Crude-oil futures fell Friday, erasing earlier gains, and pushing down prices for the week for the fifth straight time.Traders on Friday speculated that Saudi Arabia wouldn’t move to cut production until oil prices fell to $40 a barrel. One is Chris Faulkner, the CEO of Breitling Energy, who said he believes the “panic button” for Saudi Arabia is at $40 a barrel.
Saudi Arabia’s 2015 budget, released on Christmas Day, signaled the country would keep its spending high even as lower oil prices cut into revenue. Bloomberg cited a former economic advisor to the Saudi government as saying the budget assumes $80-a-barrel oil, which to some in the market indicates confidence that prices will recover.
New York Mercantile Exchange-traded February crude CLG5, -1.25% settled $1.11, or 2%, lower at $54.73 a barrel, its second-lowest settlement of the year, after one hit last week. It fell 4.2% over the week, its fifth consecutive weekly drop, and has plunged more than 28% in that time, the biggest such drop in six years.

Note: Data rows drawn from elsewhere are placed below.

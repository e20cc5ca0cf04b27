use crate::attrs::{AttrWriter, Attrs};
use crate::color::Color;
use crate::error::Result;
use crate::xml::XmlElement;

/// Reference to external pixel data, or embedded pixel data.
#[derive(Debug, Clone, Default, PartialEq)]
pub struct Image {
    /// Path of the image file, relative to the document that declared it.
    pub source: String,
    /// File format of embedded data (`png`, `gif` ...).
    pub format: String,
    /// Color to treat as transparent.
    pub trans: Option<Color>,
    /// Width in pixels, 0 when unknown.
    pub width: u32,
    /// Height in pixels, 0 when unknown.
    pub height: u32,
    /// Embedded pixel data, kept as-is.
    pub data: Option<ImageData>,
}

/// Contents of an `<image><data>` element. Never decoded here.
#[derive(Debug, Clone, Default, PartialEq)]
pub struct ImageData {
    /// `base64` or empty.
    pub encoding: String,
    /// Compression applied before encoding, if any.
    pub compression: String,
    /// The encoded payload.
    pub content: String,
}

pub(crate) fn decode_image(element: &XmlElement) -> Result<Image> {
    let attrs = Attrs::of(element);
    let data = element.children_named("data").next().map(|data| {
        let a = Attrs::of(data);
        ImageData {
            encoding: a.string("encoding"),
            compression: a.string("compression"),
            content: data.text.clone(),
        }
    });

    Ok(Image {
        source: attrs.string("source"),
        format: attrs.string("format"),
        trans: attrs.parse_opt("trans")?,
        width: attrs.parse_or("width", 0)?,
        height: attrs.parse_or("height", 0)?,
        data,
    })
}

pub(crate) fn encode_image(image: &Image) -> XmlElement {
    let mut element = XmlElement::new("image");
    let mut attrs = AttrWriter::on(&mut element);
    attrs
        .push_str("format", &image.format)
        .push_str("source", &image.source);
    if let Some(trans) = image.trans {
        attrs.push("trans", trans.to_bare_hex());
    }
    attrs
        .push_non_default("width", image.width, 0)
        .push_non_default("height", image.height, 0);

    if let Some(data) = &image.data {
        let mut child = XmlElement::new("data");
        AttrWriter::on(&mut child)
            .push_str("encoding", &data.encoding)
            .push_str("compression", &data.compression);
        child.text = data.content.clone();
        element.push_child(child);
    }
    element
}
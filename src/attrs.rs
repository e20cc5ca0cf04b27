//! Attribute coercion: typed decode with documented defaults, and the inverse
//! encode which leaves an attribute out entirely when it holds its default.

use std::any::type_name;
use std::fmt::Display;
use std::str::FromStr;

use crate::error::{Result, TsxError};
use crate::object::Visibility;
use crate::xml::XmlElement;

pub(crate) const DEFAULT_OPACITY: f64 = 1.0;

/// Read-only view over an element's attributes.
pub(crate) struct Attrs<'a> {
    element: &'a XmlElement,
}

impl<'a> Attrs<'a> {
    pub fn of(element: &'a XmlElement) -> Self {
        Self { element }
    }

    pub fn str(&self, name: &str) -> Option<&'a str> {
        self.element.attribute(name)
    }

    /// Attribute text, or the empty string when absent.
    pub fn string(&self, name: &str) -> String {
        self.str(name).unwrap_or_default().to_owned()
    }

    pub fn parse_opt<T: FromStr>(&self, name: &str) -> Result<Option<T>> {
        match self.str(name) {
            None => Ok(None),
            Some(raw) => raw
                .trim()
                .parse()
                .map(Some)
                .map_err(|_| self.malformed(name, raw, short_type_name::<T>())),
        }
    }

    pub fn parse_or<T: FromStr>(&self, name: &str, default: T) -> Result<T> {
        Ok(self.parse_opt(name)?.unwrap_or(default))
    }

    /// Booleans are written as `0`/`1`; `true`/`false` are accepted too.
    pub fn bool_opt(&self, name: &str) -> Result<Option<bool>> {
        match self.str(name).map(str::trim) {
            None => Ok(None),
            Some("1") | Some("true") => Ok(Some(true)),
            Some("0") | Some("false") => Ok(Some(false)),
            Some(raw) => Err(self.malformed(name, raw, "boolean (0 or 1)")),
        }
    }

    pub fn bool_or(&self, name: &str, default: bool) -> Result<bool> {
        Ok(self.bool_opt(name)?.unwrap_or(default))
    }

    /// Enumerated attribute, with `parse` mapping each accepted keyword.
    pub fn keyword_or<T>(
        &self,
        name: &str,
        default: T,
        parse: fn(&str) -> Option<T>,
        expected: &'static str,
    ) -> Result<T> {
        match self.str(name) {
            None => Ok(default),
            Some(raw) => parse(raw.trim()).ok_or_else(|| self.malformed(name, raw, expected)),
        }
    }

    pub fn visibility(&self, name: &str) -> Result<Visibility> {
        Ok(match self.bool_opt(name)? {
            None => Visibility::Unspecified,
            Some(true) => Visibility::Visible,
            Some(false) => Visibility::Hidden,
        })
    }

    pub fn malformed(&self, name: &str, raw: &str, expected: &'static str) -> TsxError {
        TsxError::MalformedAttribute {
            element: self.element.name.clone(),
            attribute: name.to_owned(),
            value: raw.to_owned(),
            expected,
        }
    }
}

fn short_type_name<T>() -> &'static str {
    let full = type_name::<T>();
    full.rsplit("::").next().unwrap_or(full)
}

/// Appends attributes to an element under construction, in call order.
pub(crate) struct AttrWriter<'a> {
    element: &'a mut XmlElement,
}

impl<'a> AttrWriter<'a> {
    pub fn on(element: &'a mut XmlElement) -> Self {
        Self { element }
    }

    pub fn push(&mut self, name: &str, value: impl Display) -> &mut Self {
        self.element.push_attribute(name, value.to_string());
        self
    }

    /// Empty strings are the default for every textual attribute.
    pub fn push_str(&mut self, name: &str, value: &str) -> &mut Self {
        if !value.is_empty() {
            self.element.push_attribute(name, value);
        }
        self
    }

    pub fn push_non_default<T: PartialEq + Display>(
        &mut self,
        name: &str,
        value: T,
        default: T,
    ) -> &mut Self {
        if value != default {
            self.push(name, value);
        }
        self
    }

    pub fn push_bool(&mut self, name: &str, value: bool, default: bool) -> &mut Self {
        if value != default {
            self.push(name, if value { "1" } else { "0" });
        }
        self
    }

    pub fn push_visibility(&mut self, name: &str, visible: Visibility) -> &mut Self {
        match visible {
            Visibility::Unspecified => self,
            Visibility::Visible => self.push(name, "1"),
            Visibility::Hidden => self.push(name, "0"),
        }
    }
}

#[cfg(test)]
mod tests {
    use super::*;

    fn element(attrs: &[(&str, &str)]) -> XmlElement {
        let mut e = XmlElement::new("object");
        for (k, v) in attrs {
            e.push_attribute(*k, *v);
        }
        e
    }

    #[test]
    fn absent_attributes_fall_back_to_defaults() {
        let e = element(&[]);
        let a = Attrs::of(&e);
        assert_eq!(a.parse_or("opacity", DEFAULT_OPACITY).unwrap(), 1.0);
        assert_eq!(a.parse_or("spacing", 0u32).unwrap(), 0);
        assert!(a.bool_or("kerning", true).unwrap());
        assert_eq!(a.visibility("visible").unwrap(), Visibility::Unspecified);
        assert_eq!(a.string("name"), "");
    }

    #[test]
    fn present_but_unparseable_attribute_is_an_error() {
        let e = element(&[("width", "wide"), ("visible", "maybe")]);
        let a = Attrs::of(&e);
        match a.parse_or("width", 0.0f64) {
            Err(TsxError::MalformedAttribute {
                element,
                attribute,
                value,
                ..
            }) => {
                assert_eq!(element, "object");
                assert_eq!(attribute, "width");
                assert_eq!(value, "wide");
            }
            other => panic!("expected MalformedAttribute, got {other:?}"),
        }
        assert!(a.visibility("visible").is_err());
    }

    #[test]
    fn booleans_accept_digits_and_words() {
        let e = element(&[("a", "1"), ("b", "false"), ("visible", "0")]);
        let a = Attrs::of(&e);
        assert_eq!(a.bool_opt("a").unwrap(), Some(true));
        assert_eq!(a.bool_opt("b").unwrap(), Some(false));
        assert_eq!(a.visibility("visible").unwrap(), Visibility::Hidden);
    }

    #[test]
    fn writer_elides_defaults() {
        let mut e = XmlElement::new("objectgroup");
        AttrWriter::on(&mut e)
            .push_str("name", "")
            .push_non_default("opacity", 1.0, DEFAULT_OPACITY)
            .push_non_default("offsetx", 2.5, 0.0)
            .push_bool("wrap", false, false)
            .push_bool("kerning", false, true)
            .push_visibility("visible", Visibility::Unspecified);
        assert_eq!(
            e.attributes,
            vec![
                ("offsetx".to_owned(), "2.5".to_owned()),
                ("kerning".to_owned(), "0".to_owned()),
            ]
        );
    }

    #[test]
    fn floats_keep_their_exact_text_form() {
        let mut e = XmlElement::new("object");
        AttrWriter::on(&mut e)
            .push("x", -0.25f64)
            .push("y", 17.75f64)
            .push("width", 32.375f64)
            .push("height", 6.0f64);
        assert_eq!(e.attribute("x"), Some("-0.25"));
        assert_eq!(e.attribute("y"), Some("17.75"));
        assert_eq!(e.attribute("width"), Some("32.375"));
        assert_eq!(e.attribute("height"), Some("6"));
    }
}
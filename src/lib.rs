#![warn(missing_docs)]

//! Reader and writer for Tiled tileset documents (`.tsx`, plus `.tsj` input).
//!
//! ```no_run
//! # fn main() -> tiled_tsx::Result<()> {
//! let tileset = tiled_tsx::load_tileset_file("assets/base.tsx")?;
//! if let Some(door) = tileset.tile(116) {
//!     println!("tile {} is a {}", door.id, door.tile_type);
//! }
//! tiled_tsx::save_tileset_file(&tileset, "assets/base.copy.tsx")?;
//! # Ok(())
//! # }
//! ```

mod attrs;
mod color;
mod error;
mod gid;
mod image;
mod loader {
    pub mod json_loader;
    pub mod tsx_loader;
}
mod object;
mod properties;
mod resource;
mod saver;
mod tile;
mod tileset;
mod xml;

pub use color::{Color, ParseColorError};
pub use error::{Result, TsxError};
pub use gid::{Gid, FLIP_D, FLIP_H, FLIP_V, GID_MASK};
pub use image::{Image, ImageData};
pub use loader::json_loader::load_tileset_from_json;
pub use loader::tsx_loader::{
    load_tile_from_reader, load_tileset_file, load_tileset_from_reader, Loader,
};
pub use object::{
    DrawOrder, HAlign, Object, ObjectGroup, ObjectShape, Point, Text, VAlign, Visibility,
};
pub use properties::{Properties, Property, PropertyValue};
pub use resource::{resolve as resolve_path, FilesystemReader, ResourceReader};
pub use saver::{save_tileset_file, save_tileset_to_writer};
pub use tile::{Frame, TileTerrain, TilesetTile};
pub use tileset::{Terrain, TileOffset, Tileset};
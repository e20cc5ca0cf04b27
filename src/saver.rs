//! `.tsx` output. Attributes holding their default are left out and children
//! are written in a fixed order, so a saved file loads back into an equal
//! [`Tileset`].

use std::fs::File;
use std::io::{BufWriter, Write};
use std::path::Path;

use crate::attrs::AttrWriter;
use crate::error::{Result, TsxError};
use crate::image::encode_image;
use crate::properties::encode_properties;
use crate::tile::encode_tile;
use crate::tileset::{Terrain, Tileset};
use crate::xml::{self, XmlElement};

/// Write `tileset` as a complete `.tsx` document.
///
/// A tileset with a `source` is written as a reference only: `firstgid` and
/// `source`, no content.
pub fn save_tileset_to_writer(tileset: &Tileset, writer: impl Write) -> Result<()> {
    xml::write(&encode_tileset(tileset), writer)
}

/// Create (or truncate) `path` and write `tileset` to it.
pub fn save_tileset_file(tileset: &Tileset, path: impl AsRef<Path>) -> Result<()> {
    let path = path.as_ref();
    let file = File::create(path).map_err(TsxError::WriteFailure)?;
    tracing::debug!(path = %path.display(), tileset = %tileset.name, "saving tileset");
    save_tileset_to_writer(tileset, BufWriter::new(file))
}

fn encode_tileset(tileset: &Tileset) -> XmlElement {
    let mut root = XmlElement::new("tileset");
    let mut attrs = AttrWriter::on(&mut root);
    attrs
        .push_non_default("firstgid", tileset.first_gid, 0)
        .push_str("source", &tileset.source);
    if !tileset.source.is_empty() {
        return root;
    }

    attrs
        .push_str("name", &tileset.name)
        .push_str("class", &tileset.class)
        .push_str("version", &tileset.version)
        .push_str("tiledversion", &tileset.tiled_version)
        .push_non_default("tilewidth", tileset.tile_width, 0)
        .push_non_default("tileheight", tileset.tile_height, 0)
        .push_non_default("spacing", tileset.spacing, 0)
        .push_non_default("margin", tileset.margin, 0)
        .push_non_default("columns", tileset.columns, 0)
        .push_non_default("tilecount", tileset.tile_count, 0);

    if let Some(image) = &tileset.image {
        root.push_child(encode_image(image));
    }
    if let Some(offset) = tileset.tile_offset {
        let mut element = XmlElement::new("tileoffset");
        AttrWriter::on(&mut element)
            .push("x", offset.x)
            .push("y", offset.y);
        root.push_child(element);
    }
    if !tileset.terrain_types.is_empty() {
        let mut types = XmlElement::new("terraintypes");
        for terrain in &tileset.terrain_types {
            types.push_child(encode_terrain(terrain));
        }
        root.push_child(types);
    }
    if let Some(props) = encode_properties(&tileset.properties) {
        root.push_child(props);
    }
    for tile in tileset.tiles() {
        root.push_child(encode_tile(tile));
    }
    root
}

fn encode_terrain(terrain: &Terrain) -> XmlElement {
    let mut element = XmlElement::new("terrain");
    let tile = terrain.tile.map_or(-1, i64::from);
    AttrWriter::on(&mut element)
        .push("name", &terrain.name)
        .push("tile", tile);
    if let Some(props) = encode_properties(&terrain.properties) {
        element.push_child(props);
    }
    element
}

London-traded Brent North Sea crude for February LCOG5, -1.20% lost 79 cents, or 1.3%, to $59.45, also its second-lowest settlement of the year. The contract tapped $60.97 a barrel earlier in the day. Brent also logged its fifth consecutive weekly decline, losing 3.1% this week and plummeting 26% over five weeks.
Meanwhile, the slide in natural gas this month has prices flirting with $3 per million British thermal units, as the front-month contract settled at its lowest level in more than two years.
Crude oil futures also closed lower Wednesday, which was broadly blamed on a surprise increase in weekly U.S.crude stockpiles, as reported by the American Petroleum Institute. Writing following the data, Citi Futures analyst Timothy Evans said the drop for the futures was actually “a moderate adjustment, given the sharp 7.3 million-barrel counter-seasonal build in U.S. commercial crude-oil inventories.”
Some of oil’s earlier gains on Friday were credited to increased fighting in Libya, where Islamist militias shelled the country’s biggest oil port, and a state oil company told Reuters that the country has cut output to 352,000 barrels a day.
Russia, meanwhile, may start slashing its oil output next year, due to low prices and a lack of investment in the energy industry, Deputy Prime Minister Arkady Dvorkovich reportedly said in an interview with Russia’s TV channel Rossiya 24 on Thursday.